Análisis: Need for Speed ProStreet| 17 de noviembre de 2007 / Por Álvaro Castellano Córdova | Página 4 de 5 |
Simulador-Arcade
Hemos dejado para el final la valoración del control de los vehículos debido a su radical importancia. Hay suficientes novedades en el manejo de ProStreet como para que cualquier fan de la saga se muestre incrédulo sobre la identidad del producto, pues esto para nada se parece a las entregas anteriores de Need for Speed.
Al contrario de lo que es habitual en la saga este juego se empeña en establecer una fuerte gradación en la velocidad que podamos alcanzar desde el principio hasta el final del modo carrera, por lo tanto será raro que en los comienzos pasemos de los 100 kilómetros por hora.
No es que ProStreet no goce de una fuerte sensación de velocidad como es característico en las series, sino que directamente los primeros vehículos que se ofertan no son en absoluto rápidos. Esto ayuda mucho a hacernos con el manejo del juego, pero la curva de aprendizaje es tan lenta y el modo carrera se dilata tanto que puede resultar algo frustrante a medio plazo. Por suerte o por desgracia esto dura demasiado tiempo, aunque tras las primeras horas de juego se nos comenzará a facilitar vehículos de mayor cilindrada y potencia.
El Día de Carrera es el plato fuerte de ProStreet. Torneos con pruebas muy variadas donde deberemos demostrar nuestras habilidades para salir victoriosos.
Debemos hablar muy positivamente de las reacciones del vehículo en curvas y de su excelente manejo tanto a velocidades vertiginosas como en lentos trazados. Los coches tiene el peso adecuado y transmiten una sensación estupenda, muy lejos de los bólidos voladores de los episodios previos.
Lamentablemente ProStreet queda literalmente en medio de las dos corrientes de aficionados a la velocidad.
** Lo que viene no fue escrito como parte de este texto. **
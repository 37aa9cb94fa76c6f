//! Communication capability: stateless delivery through the formatter.

use super::{Capability, CapabilityName, HandlerResult, ResultKind};
use crate::Result;
use crate::delivery::{self, ChannelCatalog};
use crate::models::{
    CareEvent, Contact, DeliveryReport, DeliveryStatus, EventMeta, Notification, Recipient, Request,
    RequestContext, Urgency,
};
use crate::observability::EventBus;
use crate::tools::types::{EnvironmentStatus, SendReceipt};
use crate::tools::{ToolBinding, ToolName, ToolRegistry};
use async_trait::async_trait;
use chrono::Utc;
use serde_json::json;
use std::collections::BTreeMap;

pub(super) const TOOLS: &[ToolName] = &[ToolName::SendMessage, ToolName::GetEnvironmentStatus];

/// A raw message to be selected, formatted and delivered.
#[derive(Debug, Clone)]
pub struct MessageDraft {
    /// Message text before channel formatting.
    pub message: String,
    /// Urgency.
    pub urgency: Urgency,
    /// Recipient.
    pub recipient: Recipient,
    /// Situational context. `None` reads the live environment.
    pub context: Option<RequestContext>,
    /// Request or case the message belongs to.
    pub correlation_id: Option<String>,
}

impl MessageDraft {
    /// Creates a draft for the monitored person.
    #[must_use]
    pub fn to_subject(message: impl Into<String>, urgency: Urgency) -> Self {
        Self {
            message: message.into(),
            urgency,
            recipient: Recipient::Subject,
            context: None,
            correlation_id: None,
        }
    }

    /// Creates a draft for a contact.
    #[must_use]
    pub fn to_contact(contact: Contact, message: impl Into<String>, urgency: Urgency) -> Self {
        Self {
            recipient: Recipient::Contact(contact),
            ..Self::to_subject(message, urgency)
        }
    }

    /// Attaches a situational context.
    #[must_use]
    pub fn with_context(mut self, ctx: RequestContext) -> Self {
        self.context = Some(ctx);
        self
    }

    /// Attaches a correlation id.
    #[must_use]
    pub fn correlated(mut self, id: impl Into<String>) -> Self {
        self.correlation_id = Some(id.into());
        self
    }
}

/// Delivers notifications; holds no contacts or verification tools.
#[derive(Debug)]
pub struct CommunicationHandler {
    tools: ToolBinding,
    catalog: ChannelCatalog,
    events: EventBus,
}

impl CommunicationHandler {
    /// Binds the handler to the send and environment tools.
    ///
    /// # Errors
    ///
    /// Returns [`crate::Error::Configuration`] if a tool has no timeout.
    pub fn new(registry: &ToolRegistry, catalog: ChannelCatalog, events: EventBus) -> Result<Self> {
        Ok(Self {
            tools: registry.bind(CapabilityName::Communication.as_str(), TOOLS)?,
            catalog,
            events,
        })
    }

    /// The channel catalog used for selection and formatting.
    #[must_use]
    pub const fn catalog(&self) -> &ChannelCatalog {
        &self.catalog
    }

    /// Reads the live environment; an empty context observed now when unavailable.
    ///
    /// # Errors
    ///
    /// Returns an error only on misconfiguration.
    pub async fn live_context(&self) -> Result<RequestContext> {
        let now = Utc::now();
        let outcome = self
            .tools
            .call::<EnvironmentStatus>(ToolName::GetEnvironmentStatus, json!({}))
            .await?;
        Ok(outcome.map_or_else(
            |_| RequestContext::at(now),
            |status| status.into_context(now),
        ))
    }

    /// Selects channels, renders and delivers a draft.
    ///
    /// # Errors
    ///
    /// Returns an error only on misconfiguration; channel failures are in the report.
    pub async fn notify(&self, draft: MessageDraft) -> Result<DeliveryReport> {
        let ctx = match draft.context {
            Some(ctx) => ctx,
            None => self.live_context().await?,
        };
        let notification = delivery::render(
            &self.catalog,
            &draft.message,
            draft.recipient,
            draft.urgency,
            &ctx,
        );
        self.deliver(&notification, draft.correlation_id).await
    }

    /// Delivers an already rendered notification, channel by channel.
    ///
    /// A send failure on one channel counts as `channel_unavailable` for that
    /// channel and never stops the others.
    ///
    /// # Errors
    ///
    /// Returns an error only on misconfiguration.
    pub async fn deliver(
        &self,
        notification: &Notification,
        correlation_id: Option<String>,
    ) -> Result<DeliveryReport> {
        let recipient = serde_json::to_value(&notification.recipient).map_err(|e| {
            crate::Error::OperationFailed {
                operation: "encode_recipient".to_string(),
                cause: e.to_string(),
            }
        })?;

        let mut statuses = BTreeMap::new();
        for (channel, text) in &notification.rendered {
            let args = json!({
                "channel": channel.as_str(),
                "recipient": recipient,
                "message": text,
                "urgency": notification.urgency.as_str(),
            });
            let status = match self.tools.call::<SendReceipt>(ToolName::SendMessage, args).await? {
                Ok(receipt) => receipt.status,
                Err(_) => DeliveryStatus::ChannelUnavailable,
            };
            metrics::counter!(
                "notification_deliveries_total",
                "channel" => channel.as_str(),
                "status" => status.as_str()
            )
            .increment(1);
            statuses.insert(*channel, status);
        }

        let report = DeliveryReport {
            notification_id: notification.id.clone(),
            recipient: notification.recipient.clone(),
            urgency: notification.urgency,
            statuses,
        };

        if report.is_total_failure() {
            tracing::error!(
                notification_id = %report.notification_id,
                recipient = %report.recipient.label(),
                urgency = %report.urgency,
                "Notification reached no channel"
            );
        } else {
            tracing::info!(
                notification_id = %report.notification_id,
                recipient = %report.recipient.label(),
                urgency = %report.urgency,
                delivered = ?report.delivered(),
                unavailable = ?report.unavailable(),
                "Notification delivered"
            );
        }

        self.events.publish(CareEvent::NotificationDispatched {
            meta: EventMeta::new("communication", correlation_id),
            notification_id: report.notification_id.clone(),
            recipient: report.recipient.clone(),
            urgency: report.urgency,
            delivered: report.delivered(),
            unavailable: report.unavailable(),
        });

        Ok(report)
    }

    /// Notifies the first reachable contact, walking the list in order.
    ///
    /// Returns the contact reached and its report, or `None` when no contact
    /// could be reached (every attempt is returned in `attempts`).
    ///
    /// # Errors
    ///
    /// Returns an error only on misconfiguration.
    pub async fn notify_first_reachable(
        &self,
        contacts: &[Contact],
        message: &str,
        urgency: Urgency,
        correlation_id: Option<&str>,
    ) -> Result<ContactDelivery> {
        let mut attempts = Vec::new();
        for contact in contacts {
            let mut draft = MessageDraft::to_contact(contact.clone(), message, urgency)
                .with_context(RequestContext::default());
            draft.correlation_id = correlation_id.map(ToString::to_string);
            let report = self.notify(draft).await?;
            let success = report.is_success();
            attempts.push(report);
            if success {
                return Ok(ContactDelivery {
                    reached: Some(contact.clone()),
                    attempts,
                });
            }
            tracing::warn!(contact = %contact.name, "Contact unreachable, trying next");
        }
        Ok(ContactDelivery {
            reached: None,
            attempts,
        })
    }
}

/// Outcome of [`CommunicationHandler::notify_first_reachable`].
#[derive(Debug, Clone)]
pub struct ContactDelivery {
    /// The contact that was reached.
    pub reached: Option<Contact>,
    /// Every delivery attempt, in order.
    pub attempts: Vec<DeliveryReport>,
}

#[async_trait]
impl Capability for CommunicationHandler {
    fn name(&self) -> CapabilityName {
        CapabilityName::Communication
    }

    fn tools(&self) -> Vec<ToolName> {
        self.tools.tools()
    }

    async fn handle(&self, request: &Request, ctx: &RequestContext) -> Result<HandlerResult> {
        let draft = MessageDraft::to_subject(request.text.clone(), Urgency::Standard)
            .with_context(ctx.clone())
            .correlated(request.id.clone());
        let report = self.notify(draft).await?;

        let (kind, summary) = if report.is_success() {
            (
                ResultKind::Delivered,
                format!("Relayed message on {} channel(s)", report.delivered().len()),
            )
        } else {
            (
                ResultKind::DeliveryFailed,
                "Message could not be delivered on any channel".to_string(),
            )
        };
        let warnings = report
            .unavailable()
            .iter()
            .map(|c| format!("channel '{c}' unavailable"))
            .collect();

        Ok(HandlerResult {
            capability: CapabilityName::Communication,
            summary,
            kind,
            deliveries: vec![report],
            warnings,
            confirmed: Vec::new(),
        })
    }
}

#[cfg(test)]
mod tests {
    use super::*;
    use crate::models::Channel;
    use crate::tools::{FixtureToolProvider, ToolPolicy, ToolProvider};
    use std::sync::Arc;

    fn handler(provider: &Arc<FixtureToolProvider>) -> CommunicationHandler {
        let registry = ToolRegistry::new(
            Arc::clone(provider) as Arc<dyn ToolProvider>,
            ToolPolicy::default(),
        );
        CommunicationHandler::new(&registry, ChannelCatalog::default(), EventBus::default())
            .unwrap()
    }

    #[tokio::test]
    async fn test_notify_uses_live_environment() {
        let provider = Arc::new(FixtureToolProvider::demo());
        let comms = handler(&provider);

        let report = comms
            .notify(MessageDraft::to_subject("Take your aspirin", Urgency::High))
            .await
            .unwrap();

        // Demo household is watching TV: the display is attended.
        assert_eq!(
            report.delivered(),
            vec![Channel::Phone, Channel::Wearable, Channel::Display]
        );
        assert_eq!(provider.invocation_count(ToolName::GetEnvironmentStatus), 1);
    }

    #[tokio::test]
    async fn test_partial_failure_is_success() {
        let provider = Arc::new(FixtureToolProvider::demo());
        provider.set_channel_unavailable(Channel::Phone, true);
        let comms = handler(&provider);

        let report = comms
            .notify(
                MessageDraft::to_subject("Take your aspirin", Urgency::Elevated)
                    .with_context(RequestContext::default()),
            )
            .await
            .unwrap();

        assert!(report.is_success());
        assert_eq!(report.unavailable(), vec![Channel::Phone]);
    }

    #[tokio::test]
    async fn test_send_tool_failure_counts_as_unavailable() {
        let provider = Arc::new(FixtureToolProvider::demo());
        provider.set_tool_failing(ToolName::SendMessage, true);
        let comms = handler(&provider);

        let request = Request::new("Tell John I will call back later");
        let result = comms.handle(&request, &RequestContext::default()).await.unwrap();

        assert_eq!(result.kind, ResultKind::DeliveryFailed);
        assert!(result.deliveries[0].is_total_failure());
    }

    #[tokio::test]
    async fn test_first_reachable_contact() {
        let provider = Arc::new(FixtureToolProvider::demo());
        provider.update_fixture(|f| {
            f.unreachable_addresses.insert("+1-555-0123".to_string());
        });
        let comms = handler(&provider);
        let contacts = crate::tools::Fixture::demo().contacts;

        let outcome = comms
            .notify_first_reachable(&contacts, "Please check on your father", Urgency::High, None)
            .await
            .unwrap();

        assert_eq!(outcome.reached.map(|c| c.name), Some("Mary Smith".to_string()));
        assert_eq!(outcome.attempts.len(), 2);
        assert!(outcome.attempts[0].is_total_failure());
    }
}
Ni tiene la profundidad de un potente simulador ni el sencillo manejo de un arcade, esta posición “entre dos tierras” puede pasarle factura al juego a nivel comercial, pues se trata de los dos núcleos duros de consumidores de productos de carreras.
ProStreet, en definitiva, ha hecho perder identidad a la saga, eso es indudable. En unos tiempos de grandes títulos de fuerte simulación siempre hemos apoyado la decisión de Electronic Arts de seguir ofertando un entretenimiento anacrónicamente arcade pero muy divertido y espectacular a fin de cuentas. Las ventas de este título quitarán o darán la razón en lo comercial a Electronic Arts, pero ProStreet como perteneciente a la saga Need for Speed es un notable esfuerzo por transgredir sus normas, y como título de conducción es una opción muy interesante.